What are your long term goals in ten, twenty years? Do you want to continue community work?

I was told that I probably shouldn’t have career goals other than becoming a doctor, but that I should have a career “mission.” So my mission is to work with underserved, primarily Latino communities. No matter what, that will be underlying what I do.

Have you always been passionate about the underserved?

Yes. I care that there are disparities. I care that there’s not equal access and that treatment options sometimes depend on socioeconomic and racial classifications. I just think those kinds of things are really wrong, so I want use my education to help in whatever way I can.

I also saw that you helped to establish the first Fall Forum in Community Health and Public Service at Stanford? Can you tell me about it?

Stanford has always been a strong research institution and has always supported lab-based research. However, there are also many people doing community projects and more public health directed research, yet there was no venue to highlight that or to celebrate that. My classmate Nicole Marsico and I worked to develop the Fall Forum and we just had our third Forum in October 2004. The event brings together undergraduate, medical, and physician assistant students doing public service and public health work. I think community service can get lost in a place like this, so it’s nice to see that celebrating this type of service and research has become a tradition.

How has your perspective changed due to your involvement with community work as a student?

I’ve always cared about those things but my involvement now as a medical student and as a doctor is totally different because I see how I can affect change. My activities have helped me to explore various roles in medicine I may serve as a physician. Even as a medical student people look at you differently and they are interested in what you think. As a doctor I realize that I’m going to have an important voice that I have a responsibility to make heard.

How do you think your public service experience will influence your practice as a physician?

It starts with the mindset that health is much more than what’s physically going on inside one’s body. My experiences taught me to avoid assumptions about factors influencing a person’s health. For example, when prescribing antibiotics I can’t assume my patient has transportation to a pharmacy, insurance, or even the money for the medication.

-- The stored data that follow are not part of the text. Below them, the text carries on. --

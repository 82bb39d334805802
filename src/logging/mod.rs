//! Tracing subscriber initialization.
//!
//! The state managers only emit `tracing` events: store mutations at `trace`,
//! hydration and navigations at `debug`. Hosts that want them on disk call
//! [`init`] once with their [`ResolvedConfig`]; the file never shares output
//! with the host's own console.

use crate::config::ResolvedConfig;
use std::path::{Path, PathBuf};
use thiserror::Error;
use tracing_subscriber::EnvFilter;

/// Error type for logging initialization failures.
#[derive(Debug, Error)]
pub enum LoggingError {
    /// Failed to create log directory
    #[error("Failed to create log directory at {path:?}: {source}")]
    DirectoryCreation {
        /// The directory path that failed to be created
        path: PathBuf,
        /// The underlying I/O error
        #[source]
        source: std::io::Error,
    },

    /// Log path has no usable file name
    #[error("Invalid log file path: {0:?}")]
    InvalidPath(PathBuf),

    /// Log path has no parent directory
    #[error("Log path has no parent directory: {0:?}")]
    NoParentDirectory(PathBuf),

    /// `log_filter` is not a valid set of directives
    #[error("Invalid log filter {directives:?}: {source}")]
    InvalidFilter {
        /// The rejected directives
        directives: String,
        /// Parser error
        #[source]
        source: tracing_subscriber::filter::ParseError,
    },

    /// Tracing subscriber already initialized
    #[error("Tracing subscriber already initialized")]
    SubscriberAlreadySet,
}

/// Split a log path into the directory to create and the file name to write.
///
/// A bare file name logs to the working directory.
fn split_log_path(log_path: &Path) -> Result<(&Path, &str), LoggingError> {
    let directory = log_path
        .parent()
        .ok_or_else(|| LoggingError::NoParentDirectory(log_path.to_path_buf()))?;
    let file_name = log_path
        .file_name()
        .and_then(|n| n.to_str())
        .ok_or_else(|| LoggingError::InvalidPath(log_path.to_path_buf()))?;

    if directory.as_os_str().is_empty() {
        return Ok((Path::new("."), file_name));
    }
    Ok((directory, file_name))
}

fn build_filter(directives: &str) -> Result<EnvFilter, LoggingError> {
    EnvFilter::try_new(directives).map_err(|source| LoggingError::InvalidFilter {
        directives: directives.to_string(),
        source,
    })
}

/// Install a file subscriber for `config.log_file_path`, filtered by
/// `config.log_filter`.
///
/// `RUST_LOG=tablestate=debug`-style directives go in `log_filter` (or the
/// `TABLESTATE_LOG` override); with `tablestate=debug` every URL a table
/// visits is logged.
///
/// # Errors
///
/// Returns an error if the path or filter is unusable, the directory cannot
/// be created, or a global subscriber is already installed. The path and
/// filter are validated before anything is created on disk.
pub fn init(config: &ResolvedConfig) -> Result<(), LoggingError> {
    let (directory, file_name) = split_log_path(&config.log_file_path)?;
    let filter = build_filter(&config.log_filter)?;

    std::fs::create_dir_all(directory).map_err(|source| LoggingError::DirectoryCreation {
        path: directory.to_path_buf(),
        source,
    })?;

    tracing_subscriber::fmt()
        .with_env_filter(filter)
        .with_writer(tracing_appender::rolling::never(directory, file_name))
        .with_ansi(false)
        .try_init()
        .map_err(|_| LoggingError::SubscriberAlreadySet)
}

I must consider factors outside of my history taking and physical exam that may be influencing each individual person’s health.

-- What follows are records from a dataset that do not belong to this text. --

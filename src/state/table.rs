//! Table controller.
//!
//! Assembles the other state managers around one table descriptor: a
//! [`RefinementRegistry`] for sorts and filters, an [`ActionBinder`] for
//! actions and, when the table declares bulk actions, a
//! [`BulkSelectionSet`] keyed by [`RowKey`].
//!
//! Views (`cols`, `rows`, `preferences`) are recomputed on every call from the
//! descriptor and the current params.

use super::actions::ActionBinder;
use super::bulk::{BulkSelectionSet, Selection};
use super::refinements::{RefinementHandle, RefinementOptions, RefinementRegistry};
use crate::model::{
    Column, Direction, PagingOption, ParamValue, PreferenceCol, RowKey, Table, TableError,
};
use crate::navigation::PropertyResolver;
use crate::query::{QueryContext, QueryMap};
use serde_json::Value;
use std::cell::RefCell;
use std::ops::Deref;
use std::rc::Rc;
use tracing::{debug, trace};

type SharedSelection = Rc<RefCell<BulkSelectionSet<RowKey>>>;

// ===== Columns =====

/// A visible column bound to the sort slot.
#[derive(Debug, Clone)]
pub struct ActionableColumn {
    column: Column,
    handle: RefinementHandle,
}

impl ActionableColumn {
    /// The projected column.
    pub fn column(&self) -> &Column {
        &self.column
    }

    /// Name written to the sort key when this column sorts.
    pub fn sort_name(&self) -> &str {
        self.column.sort_field.as_deref().unwrap_or(&self.column.name)
    }

    /// Loop the sort slot to the column's declared `next_direction`.
    ///
    /// Does nothing for columns without sorting.
    pub fn sort(&self) {
        if !self.column.has_sort {
            trace!(column = %self.column.name, "column is not sortable");
            return;
        }
        self.handle
            .loop_sort(self.sort_name(), self.column.next_direction);
    }

    /// Clear the global sort slot.
    pub fn clear(&self) {
        self.handle.clear_sort();
    }
}

impl Deref for ActionableColumn {
    type Target = Column;

    fn deref(&self) -> &Column {
        &self.column
    }
}

fn project_column(column: &Column, params: &QueryMap, handle: &RefinementHandle) -> Column {
    let keys = handle.keys();
    let mut projected = column.clone();
    if !column.has_sort {
        return projected;
    }
    let Some(current) = params.get(&keys.sort) else {
        return projected;
    };

    let field = column.sort_field.as_deref().unwrap_or(&column.name);
    projected.active = current.as_text() == Some(field);
    projected.direction = if projected.active {
        params
            .get(&keys.order)
            .and_then(ParamValue::as_text)
            .and_then(|text| text.parse::<Direction>().ok())
    } else {
        None
    };
    projected
}

// ===== Rows =====

/// Selection operations bound to one row.
#[derive(Debug, Clone)]
pub struct RowSelection {
    key: RowKey,
    set: SharedSelection,
}

impl RowSelection {
    /// Select the row.
    pub fn select(&self) {
        self.set.borrow_mut().select([&self.key]);
    }

    /// Deselect the row.
    pub fn deselect(&self) {
        self.set.borrow_mut().deselect([&self.key]);
    }

    /// Flip the row's selection.
    pub fn toggle(&self) {
        self.set.borrow_mut().toggle([&self.key]);
    }

    /// Whether the row is selected.
    pub fn is_selected(&self) -> bool {
        self.set.borrow().selected(&self.key)
    }
}

/// A row with its identity and, for bulk tables, selection operations.
#[derive(Debug, Clone)]
pub struct ActionableRow {
    record: Value,
    key: RowKey,
    selection: Option<RowSelection>,
}

impl ActionableRow {
    /// The row as sent by the server.
    pub fn record(&self) -> &Value {
        &self.record
    }

    /// Stable identity of the row.
    pub fn key(&self) -> &RowKey {
        &self.key
    }

    /// Selection operations; `None` when the table has no bulk actions.
    pub fn selection(&self) -> Option<&RowSelection> {
        self.selection.as_ref()
    }

    /// Whether the row is selected. Always `false` without bulk actions.
    pub fn is_selected(&self) -> bool {
        self.selection
            .as_ref()
            .is_some_and(RowSelection::is_selected)
    }
}

impl Deref for ActionableRow {
    type Target = Value;

    fn deref(&self) -> &Value {
        &self.record
    }
}

// ===== Bulk =====

/// Bulk selection over a table's rows.
///
/// Only handed out by [`TableController::bulk`] for tables that declare at
/// least one bulk action.
#[derive(Debug, Clone)]
pub struct BulkSurface {
    set: SharedSelection,
    record_key: String,
}

impl BulkSurface {
    fn keys<'a>(&self, rows: impl IntoIterator<Item = &'a Value>) -> Vec<RowKey> {
        rows.into_iter()
            .map(|row| RowKey::derive(row, &self.record_key))
            .collect()
    }

    /// Select every row, across all pages.
    pub fn select_all(&self) {
        self.set.borrow_mut().select_all();
    }

    /// Deselect every row.
    pub fn deselect_all(&self) {
        self.set.borrow_mut().deselect_all();
    }

    /// Select the given rows.
    pub fn select<'a>(&self, rows: impl IntoIterator<Item = &'a Value>) {
        let keys = self.keys(rows);
        self.set.borrow_mut().select(&keys);
    }

    /// Deselect the given rows.
    pub fn deselect<'a>(&self, rows: impl IntoIterator<Item = &'a Value>) {
        let keys = self.keys(rows);
        self.set.borrow_mut().deselect(&keys);
    }

    /// Flip each of the given rows.
    pub fn toggle<'a>(&self, rows: impl IntoIterator<Item = &'a Value>) {
        let keys = self.keys(rows);
        self.set.borrow_mut().toggle(&keys);
    }

    /// Whether `row` is selected.
    pub fn is_selected(&self, row: &Value) -> bool {
        self.selected(&RowKey::derive(row, &self.record_key))
    }

    /// Whether the row with `key` is selected.
    pub fn selected(&self, key: &RowKey) -> bool {
        self.set.borrow().selected(key)
    }

    /// Whether every row is selected with no exceptions.
    pub fn all_selected(&self) -> bool {
        self.set.borrow().all_selected()
    }

    /// Whether nothing is selected.
    pub fn is_empty(&self) -> bool {
        self.set.borrow().is_empty()
    }

    /// Snapshot of the raw selection.
    pub fn selection(&self) -> Selection<RowKey> {
        self.set.borrow().selection().clone()
    }
}

// ===== Preferences and paging =====

/// A user-toggleable column bound to its query key.
#[derive(Debug, Clone)]
pub struct ActionablePreference {
    col: PreferenceCol,
    handle: RefinementHandle,
}

impl ActionablePreference {
    /// The preference as declared.
    pub fn col(&self) -> &PreferenceCol {
        &self.col
    }

    /// Write `value` under the preference's key.
    pub fn set(&self, value: impl Into<ParamValue>) {
        self.handle.set(&self.col.name, value.into());
    }

    /// Tombstone the preference's key.
    pub fn clear(&self) {
        self.handle.clear(&self.col.name);
    }
}

impl Deref for ActionablePreference {
    type Target = PreferenceCol;

    fn deref(&self) -> &PreferenceCol {
        &self.col
    }
}

/// Per-page choices bound to their query key.
#[derive(Debug, Clone)]
pub struct ActionablePaging {
    term: String,
    options: Vec<PagingOption>,
    handle: RefinementHandle,
}

impl ActionablePaging {
    /// Query key holding the page size.
    pub fn term(&self) -> &str {
        &self.term
    }

    /// Choices, with `active` recomputed from the params once the key is set.
    pub fn options(&self) -> &[PagingOption] {
        &self.options
    }

    /// Change the page size.
    pub fn set_per_page(&self, value: u32) {
        self.handle.set(&self.term, ParamValue::from(value));
    }
}

// ===== TableController =====

/// State of one rendered table.
///
/// Dereferences to its [`RefinementRegistry`], so the whole refinement
/// surface (`apply_sort`, `filters`, `reset`, ...) is available directly.
#[derive(Debug)]
pub struct TableController {
    table: Table,
    registry: RefinementRegistry,
    actions: ActionBinder,
    bulk: Option<SharedSelection>,
}

impl TableController {
    /// Build a controller. Call [`TableController::mount`] to hydrate.
    pub fn new(table: Table, context: QueryContext, options: RefinementOptions) -> Self {
        let registry = RefinementRegistry::new(table.refinements.clone(), context.clone(), options);
        let actions = ActionBinder::new(table.actions.clone(), context.navigator);
        let bulk = table
            .has_bulk_actions()
            .then(|| Rc::new(RefCell::new(BulkSelectionSet::new())));

        debug!(
            record_key = %table.record_key,
            cols = table.cols.len(),
            rows = table.rows.len(),
            bulk = bulk.is_some(),
            "built table controller"
        );
        Self {
            table,
            registry,
            actions,
            bulk,
        }
    }

    /// Build a controller from the table at `path` in page data.
    ///
    /// # Errors
    ///
    /// Returns [`TableError::MissingProps`] if nothing exists at `path`, or
    /// [`TableError::InvalidDescriptor`] if the value is not a table.
    pub fn from_props<R: PropertyResolver + ?Sized>(
        resolver: &R,
        path: &str,
        context: QueryContext,
        options: RefinementOptions,
    ) -> Result<Self, TableError> {
        let value = resolver
            .resolve(path)
            .ok_or_else(|| TableError::MissingProps {
                path: path.to_string(),
            })?;
        let table: Table =
            serde_json::from_value(value).map_err(|source| TableError::InvalidDescriptor {
                path: path.to_string(),
                source,
            })?;
        Ok(Self::new(table, context, options))
    }

    /// Hydrate refinements from the URL.
    pub fn mount(&self) {
        self.registry.mount();
    }

    /// Replace the descriptor after the server re-rendered the table.
    ///
    /// Params and the current selection survive. Selection is dropped only
    /// when the new descriptor has no bulk actions.
    pub fn set_table(&mut self, table: Table) {
        self.registry.set_refiners(table.refinements.clone());
        self.actions = ActionBinder::new(
            table.actions.clone(),
            Rc::clone(&self.registry.store().context().navigator),
        );
        self.bulk = match (self.bulk.take(), table.has_bulk_actions()) {
            (Some(set), true) => Some(set),
            (None, true) => Some(Rc::new(RefCell::new(BulkSelectionSet::new()))),
            (_, false) => None,
        };
        self.table = table;
    }

    /// The descriptor.
    pub fn table(&self) -> &Table {
        &self.table
    }

    /// Field naming each row's identity.
    pub fn record_key(&self) -> &str {
        &self.table.record_key
    }

    /// Refinement state.
    pub fn refinements(&self) -> &RefinementRegistry {
        &self.registry
    }

    /// Bound actions.
    pub fn actions(&self) -> &ActionBinder {
        &self.actions
    }

    /// Pagination metadata, unmodified.
    pub fn meta(&self) -> &Value {
        &self.table.meta
    }

    /// Visible columns.
    pub fn cols(&self) -> Vec<ActionableColumn> {
        let params = self.registry.params();
        let handle = self.registry.refinement_handle();
        self.table
            .cols
            .iter()
            .filter(|column| !column.hidden)
            .map(|column| ActionableColumn {
                column: project_column(column, &params, &handle),
                handle: handle.clone(),
            })
            .collect()
    }

    /// Rows with keys and, for bulk tables, selection operations.
    pub fn rows(&self) -> Vec<ActionableRow> {
        self.table
            .rows
            .iter()
            .map(|record| {
                let key = RowKey::derive(record, &self.table.record_key);
                let selection = self.bulk.as_ref().map(|set| RowSelection {
                    key: key.clone(),
                    set: Rc::clone(set),
                });
                ActionableRow {
                    record: record.clone(),
                    key,
                    selection,
                }
            })
            .collect()
    }

    /// Bulk selection; `None` unless the table declares a bulk action.
    pub fn bulk(&self) -> Option<BulkSurface> {
        self.bulk.as_ref().map(|set| BulkSurface {
            set: Rc::clone(set),
            record_key: self.table.record_key.clone(),
        })
    }

    /// Toggleable columns; `None` unless the table declares any.
    pub fn preferences(&self) -> Option<Vec<ActionablePreference>> {
        let handle = self.registry.refinement_handle();
        self.table.preference_cols.as_ref().map(|cols| {
            cols.iter()
                .map(|col| ActionablePreference {
                    col: col.clone(),
                    handle: handle.clone(),
                })
                .collect()
        })
    }

    /// Per-page selector; `None` unless the table declares one.
    pub fn paging_options(&self) -> Option<ActionablePaging> {
        let paging = self.table.paging_options.as_ref()?;
        let current = self.registry.store().value(&paging.term);
        let options = paging
            .options
            .iter()
            .map(|option| {
                let mut option = option.clone();
                if let Some(current) = &current {
                    option.active = current.as_text() == Some(option.value.to_string().as_str());
                }
                option
            })
            .collect();

        Some(ActionablePaging {
            term: paging.term.clone(),
            options,
            handle: self.registry.refinement_handle(),
        })
    }
}

impl Deref for TableController {
    type Target = RefinementRegistry;

    fn deref(&self) -> &RefinementRegistry {
        &self.registry
    }
}

#[cfg(test)]
#[path = "table_tests.rs"]
mod tests;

Do you have any role models?

I never personally knew a doctor before I went to medical school. At Stanford I am surrounded by doctor role models like Dean Pizzo, Gabriel Garcia, Neil Gesundheit, Ted Sectish and Elizabeth Stuart, to single out just a few. In my chosen field of Pediatrics there has been a particular role model that has helped me become the physician I will become, Dr. Fernando Mendoza. I would love to be like him because he has so much passion for what he does and he accepts so much responsibility and affects change, particularly in the Latino community, not because he wants recognition just because it’s the right thing to do. If you live your life like that, I don’t see how you could go wrong.

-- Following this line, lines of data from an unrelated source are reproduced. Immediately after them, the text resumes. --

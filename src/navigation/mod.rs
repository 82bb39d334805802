//! Navigation collaborators.
//!
//! The state managers never touch a browser directly. Reading the current
//! location and issuing server round-trips goes through a
//! [`NavigationContext`] injected at construction, and page data is read
//! through a [`PropertyResolver`].

pub mod memory;
pub mod props;

pub use crate::model::HttpMethod;
pub use memory::{MemoryNavigator, RecordedVisit};
pub use props::PropertyResolver;

use serde_json::Value;
use std::fmt;
use std::rc::Rc;

/// Callback run on visit success or completion.
pub type VisitCallback = Rc<dyn Fn()>;

/// Callback receiving the error bag of a failed visit.
pub type VisitErrorCallback = Rc<dyn Fn(&Value)>;

// ===== VisitOptions =====

/// Options of a single navigation request.
#[derive(Clone, Default)]
pub struct VisitOptions {
    /// Request verb.
    pub method: HttpMethod,
    /// Request payload for verbs that carry a body.
    pub data: Option<Value>,
    /// Keep the scroll position after the round-trip.
    pub preserve_scroll: bool,
    /// Keep local component state after the round-trip.
    pub preserve_state: bool,
    /// Restrict the reload to these page props. Empty reloads everything.
    pub only: Vec<String>,
    /// Run when the server accepted the request.
    pub on_success: Option<VisitCallback>,
    /// Run with the error bag when the server rejected the request.
    pub on_error: Option<VisitErrorCallback>,
    /// Run after success or error.
    pub on_finish: Option<VisitCallback>,
}

impl VisitOptions {
    /// Options used for refinement reloads: keep scroll and state.
    pub fn preserving() -> Self {
        Self {
            preserve_scroll: true,
            preserve_state: true,
            ..Self::default()
        }
    }

    /// Set the verb.
    pub fn with_method(mut self, method: HttpMethod) -> Self {
        self.method = method;
        self
    }

    /// Set the payload.
    pub fn with_data(mut self, data: Value) -> Self {
        self.data = Some(data);
        self
    }

    /// Restrict the reload to the given props.
    pub fn with_only<I, S>(mut self, props: I) -> Self
    where
        I: IntoIterator<Item = S>,
        S: Into<String>,
    {
        self.only = props.into_iter().map(Into::into).collect();
        self
    }

    /// Set the success callback.
    pub fn on_success(mut self, callback: impl Fn() + 'static) -> Self {
        self.on_success = Some(Rc::new(callback));
        self
    }

    /// Set the error callback.
    pub fn on_error(mut self, callback: impl Fn(&Value) + 'static) -> Self {
        self.on_error = Some(Rc::new(callback));
        self
    }

    /// Set the completion callback.
    pub fn on_finish(mut self, callback: impl Fn() + 'static) -> Self {
        self.on_finish = Some(Rc::new(callback));
        self
    }
}

impl fmt::Debug for VisitOptions {
    fn fmt(&self, f: &mut fmt::Formatter<'_>) -> fmt::Result {
        f.debug_struct("VisitOptions")
            .field("method", &self.method)
            .field("data", &self.data)
            .field("preserve_scroll", &self.preserve_scroll)
            .field("preserve_state", &self.preserve_state)
            .field("only", &self.only)
            .field("on_success", &self.on_success.is_some())
            .field("on_error", &self.on_error.is_some())
            .field("on_finish", &self.on_finish.is_some())
            .finish()
    }
}

// ===== NavigationContext =====

/// Access to the current location and the server-driven router.
///
/// Implementations perform the round-trip that re-renders the page with
/// updated data. Failures are reported through the visit's callbacks; the
/// state managers never retry or roll back.
pub trait NavigationContext {
    /// Current URL without query string or fragment.
    fn current_url(&self) -> String;

    /// Current query string, including the leading `?` when non-empty.
    fn current_search(&self) -> String;

    /// Navigate to `url`.
    fn visit(&self, url: &str, options: VisitOptions);

    /// GET `url`.
    fn get(&self, url: &str, options: VisitOptions) {
        self.visit(url, options.with_method(HttpMethod::Get));
    }

    /// POST `data` to `url`.
    fn post(&self, url: &str, data: Value, options: VisitOptions) {
        self.visit(url, options.with_method(HttpMethod::Post).with_data(data));
    }

    /// PUT `data` to `url`.
    fn put(&self, url: &str, data: Value, options: VisitOptions) {
        self.visit(url, options.with_method(HttpMethod::Put).with_data(data));
    }

    /// PATCH `data` to `url`.
    fn patch(&self, url: &str, data: Value, options: VisitOptions) {
        self.visit(url, options.with_method(HttpMethod::Patch).with_data(data));
    }

    /// DELETE `url`. Never carries a body.
    fn delete(&self, url: &str, options: VisitOptions) {
        let options = VisitOptions {
            data: None,
            ..options.with_method(HttpMethod::Delete)
        };
        self.visit(url, options);
    }
}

How do you sustain your passion for working with the underserved?

The answer is that I don’t expect to see drastic changes but instead revel in the small victories as I serve my patients like a hand-made thank-you note from a child or a new program that inspires children to eat more fruit and vegetables. I try to be conscious of small things that I can do with each interaction I have with my patients. I know that it can all add up to make a big difference. The other important piece is surrounding yourself with people who share your goals and ideals to further inspire and motivate you. That has been one of the best parts of being at Stanford. Those people were easy to find and some of the most wonderful people I know!